• [PROBLEM REQUIREMENTS] Return every entry exactly as it is written in the listing.

[DATA TO EXAMINE — start]

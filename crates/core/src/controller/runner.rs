//! Batch controller driver.
//!
//! Owns all per-run state, feeds triggers into the pure automaton and
//! executes the effects of each transition. A transition is committed only
//! once all of its effects succeeded, so a failed step leaves phase and
//! bookkeeping untouched and is retried on the next cycle.

use std::cmp::Ordering;
use std::collections::BTreeSet;
use std::path::PathBuf;
use std::sync::Arc;
use std::time::Duration;

use chrono::Utc;
use tokio::sync::{broadcast, watch};
use tracing::{debug, error, info, warn};

use crate::bookkeeping::{
    AccumulationPolicy, FinalizedRun, FinalizedRunStore, FragmentSets, LayoutConfig, RunLayout,
};
use crate::config::ToolchainParams;
use crate::dispatcher::{write_files, JobRenderer, JobSpec, ProcessLauncher, RunContext};
use crate::fragment::FragmentSource;
use crate::metrics;
use crate::run::{DetectedRun, Run, RunStatusProbe};

use super::config::ControllerConfig;
use super::machine::{step, Effect, Guards, Phase, Transition, Trigger};
use super::types::{ControllerError, ControllerStatus};

/// External collaborators of the controller.
#[derive(Clone)]
pub struct Collaborators {
    pub probe: Arc<dyn RunStatusProbe>,
    pub source: Arc<dyn FragmentSource>,
    pub renderer: Arc<dyn JobRenderer>,
    pub launcher: Arc<dyn ProcessLauncher>,
    pub finalized: Arc<dyn FinalizedRunStore>,
}

/// Drives one run at a time from detection to finalization.
pub struct BatchController {
    config: ControllerConfig,
    toolchain_path: PathBuf,
    layout_config: LayoutConfig,
    probe: Arc<dyn RunStatusProbe>,
    source: Arc<dyn FragmentSource>,
    renderer: Arc<dyn JobRenderer>,
    launcher: Arc<dyn ProcessLauncher>,
    finalized: Arc<dyn FinalizedRunStore>,

    // Controller state
    phase: Phase,
    candidate: Option<DetectedRun>,
    run: Option<Run>,
    layout: Option<RunLayout>,
    sets: FragmentSets,
    toolchain: Option<ToolchainParams>,
    job: Option<JobSpec>,
    runs_finalized: u64,
    last_error: Option<String>,
    status_tx: watch::Sender<ControllerStatus>,
}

[DATA TO EXAMINE — finish]

• [TASK ANSWER]
filename crates/core/src/controller/runner.rs
//! Batch controller driver.
//!
//! Owns all per-run state, feeds triggers into the pure automaton and
//! executes the effects of each transition. A transition is committed only
//! once all of its effects succeeded, so a failed step leaves phase and
//! bookkeeping untouched and is retried on the next cycle.

use std::cmp::Ordering;
use std::collections::BTreeSet;
use std::path::PathBuf;
use std::sync::Arc;
use std::time::Duration;

use chrono::Utc;
use tokio::sync::{broadcast, watch};
use tracing::{debug, error, info, warn};

use crate::bookkeeping::{
    AccumulationPolicy, FinalizedRun, FinalizedRunStore, FragmentSets, LayoutConfig, RunLayout,
};
use crate::config::ToolchainParams;
use crate::dispatcher::{write_files, JobRenderer, JobSpec, ProcessLauncher, RunContext};
use crate::fragment::FragmentSource;
use crate::metrics;
use crate::run::{DetectedRun, Run, RunStatusProbe};

use super::config::ControllerConfig;
use super::machine::{step, Effect, Guards, Phase, Transition, Trigger};
use super::types::{ControllerError, ControllerStatus};

/// External collaborators of the controller.
#[derive(Clone)]
pub struct Collaborators {
    pub probe: Arc<dyn RunStatusProbe>,
    pub source: Arc<dyn FragmentSource>,
    pub renderer: Arc<dyn JobRenderer>,
    pub launcher: Arc<dyn ProcessLauncher>,
    pub finalized: Arc<dyn FinalizedRunStore>,
}

/// Drives one run at a time from detection to finalization.
pub struct BatchController {
    config: ControllerConfig,
    toolchain_path: PathBuf,
    layout_config: LayoutConfig,
    probe: Arc<dyn RunStatusProbe>,
    source: Arc<dyn FragmentSource>,
    renderer: Arc<dyn JobRenderer>,
    launcher: Arc<dyn ProcessLauncher>,
    finalized: Arc<dyn FinalizedRunStore>,

    // Controller state
    phase: Phase,
    candidate: Option<DetectedRun>,
    run: Option<Run>,
    layout: Option<RunLayout>,
    sets: FragmentSets,
    toolchain: Option<ToolchainParams>,
    job: Option<JobSpec>,
    runs_finalized: u64,
    last_error: Option<String>,
    status_tx: watch::Sender<ControllerStatus>,
}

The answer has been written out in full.